Decorator Pattern
Structural pattern enabling dynamic addition of functionalities to objects without modifying their base structure.
Updated on January 9, 2026
The Decorator pattern is a structural design pattern that enables extending the functionality of individual objects flexibly and reusably, without affecting other instances of the same class. Unlike inheritance which adds behaviors to an entire class, the decorator wraps the target object in a series of functional layers, each adding specific behavior.
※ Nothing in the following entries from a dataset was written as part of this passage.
//! # game-arena
//!
//! Reproducible strategy-versus-strategy experiments over a generic game
//! tree.
//!
//! ## Design Principles
//!
//! 1. **Game-Agnostic**: Strategies see games only through the
//!    [`GameState`] contract. Any engine that implements it, and is
//!    deterministic, can be plugged into the [`GameCatalog`].
//!
//! 2. **Reproducible**: A match is a pure function of its spec and seed
//!    words. Rerunning a recorded [`MatchResult`] with its seed replays the
//!    same moves and outcomes.
//!
//! 3. **Errors Are Results**: Failures inside a match end up in the match's
//!    result and never escape the runner or a worker thread.
//!
//! ## Architecture
//!
//! - **Immutable States**: Transitions build new states behind
//!   [`StateRef`]; search keeps as many siblings alive as it needs.
//!
//! - **Turn-Taking View**: [`TurnTakingState`] works out which single role
//!   has a choice, so search strategies can ignore the other roles.
//!
//! - **Strategy Ids**: `Name:param=value` strings are the durable names of
//!   configured strategies, used in specs and results alike.
//!
//! ## Modules
//!
//! - `core`: Roles, RNG, errors
//! - `game`: The game contract, moves, turn-taking view, game catalog
//! - `games`: Tic-tac-toe, sheep and wolf, matching pennies
//! - `strategy`: Players, strategies and their providers
//! - `mcts`: UCT search
//! - `registry`: Strategy ids and the strategy registry
//! - `runner`: Match specs, results, the match runner
//! - `experiment`: Experiments, result stores, the scheduler
//! - `config`: Arena configuration

pub mod config;
pub mod core;
pub mod experiment;
pub mod game;
pub mod games;
pub mod mcts;
pub mod registry;
pub mod runner;
pub mod strategy;

// Re-export commonly used types
pub use crate::core::{Error, GameRng, Result, Role, RoleMap};

pub use crate::game::{
    GameCatalog, GameProvider, GameState, Move, ProviderRef, StateRef, TurnTakingState,
};

pub use crate::strategy::{
    lift, Player, Strategy, StrategyParameters, StrategyProvider, TurnTakingPlayer,
    TurnTakingStrategy,
};

pub use crate::mcts::{UctConfig, UctSearch};

pub use crate::registry::StrategyRegistry;

pub use crate::runner::{MatchResult, MatchRunner, MatchSpec};

pub use crate::experiment::{
    AbTestExperiment, Experiment, JsonLinesStore, MemoryStore, ParameterChartExperiment,
    ResultStore, Scheduler, SpecMultiset,
};

pub use crate::config::ArenaConfig;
This pattern respects the open/closed principle by enabling extension without modifying existing code.
Core Fundamentals
- Composition over inheritance: uses object encapsulation rather than class extension to add behaviors
- Transparency: decorators implement the same interface as the decorated object, enabling interchangeable usage
- Chaining: multiple decorators can stack to combine their functionalities in a modular fashion
- Single responsibility: each decorator has a clear, independent responsibility
Technical and Business Benefits
- Maximum flexibility: add or remove features at runtime without recompilation
- Avoids combinatorial explosion: replaces dozens of subclasses with composable decorators
- Enhanced testability: each decorator can be tested in isolation and in composition
- Reusability: decorators can be applied to different compatible objects
- Simplified maintenance: localized modifications without impacting existing code
Practical TypeScript Example
// Common interface
interface Notifier {
send(message: string): void;
}
// Base component
class EmailNotifier implements Notifier {
send(message: string): void {
console.log(`Email: ${message}`);
}
}
// Abstract decorator
abstract class NotifierDecorator implements Notifier {
constructor(protected wrapped: Notifier) {}
send(message: string): void {
this.wrapped.send(message);
}
}
// Concrete decorators
class SlackDecorator extends NotifierDecorator {
send(message: string): void {
super.send(message);
console.log(`Slack: ${message}`);
}
}
class SMSDecorator extends NotifierDecorator {
send(message: string): void {
super.send(message);
console.log(`SMS: ${message}`);
}
}
class LogDecorator extends NotifierDecorator {
send(message: string): void {
console.log(`[LOG] Sending at ${new Date().toISOString()}`);
super.send(message);
}
}
// Dynamic composition usage
let notifier: Notifier = new EmailNotifier();
notifier = new SlackDecorator(notifier);
notifier = new SMSDecorator(notifier);
notifier = new LogDecorator(notifier);
notifier.send("System alert!");
// Output:
// [LOG] Sending at 2024-01-15T10:30:00.000Z
// Email: System alert!
// Slack: System alert!
// SMS: System alert!Implementation Steps
- Define the common interface shared by base component and decorators
- Implement the concrete base component with fundamental behavior
- Create an abstract decorator class implementing the interface and holding a reference to the wrapped component
- Develop concrete decorators extending the abstract decorator and adding their specific behaviors
- Compose decorators through successive stacking to achieve desired functionality
- Ensure each decorator calls the wrapped component's method (typically via super.method())
Architecture Insight
In modern TypeScript/JavaScript, class decorators (@decorator) offer elegant syntax for specific cases (metadata, logging), but the classic Decorator pattern remains preferable for dynamic runtime behavior composition. Combine both approaches contextually: syntactic decorators for static cross-cutting concerns, Decorator pattern for runtime flexibility.
Common Use Cases
- Streams and I/O: BufferedReader, GZipInputStream in Java wrap basic streams
- HTTP Middleware: Express.js leverages this pattern for middleware chaining
- UI Components: adding borders, scrollbars, shadows to graphical components
- Caching and logging: transparently enriching services with caching or traceability
- Feature flags: conditional activation/deactivation of functionalities
Related Tools and Frameworks
- NestJS: extensive use of decorators for dependency injection and metadata
- TypeORM / TypeGraphQL: decorators for object-relational mapping and GraphQL schemas
- Redux: observable pattern with enhancers that decorate the store
- Java Streams API: functional decorators for data stream transformation
- Python functools.wraps: function decoration for aspect-oriented programming
Common Pitfalls
Excessive decorator stacking can create complex call chains difficult to debug. Clearly document the application order of decorators and their dependencies. Also monitor performance impacts: each layer adds an indirection level. Favor lightweight decorators and consider alternatives (Proxy pattern, AOP) for heavyweight scenarios.
Business Value
The Decorator pattern significantly reduces time-to-market for new features by enabling their addition without major refactoring. Product teams can progressively activate capabilities (A/B testing, canary deployments) through decorator composition. This modularity promotes cross-project reuse, reducing recurring development costs. For critical systems, the ability to dynamically compose behaviors (monitoring, circuit breakers, retry logic) enhances operational resilience while maintaining a clean and maintainable codebase.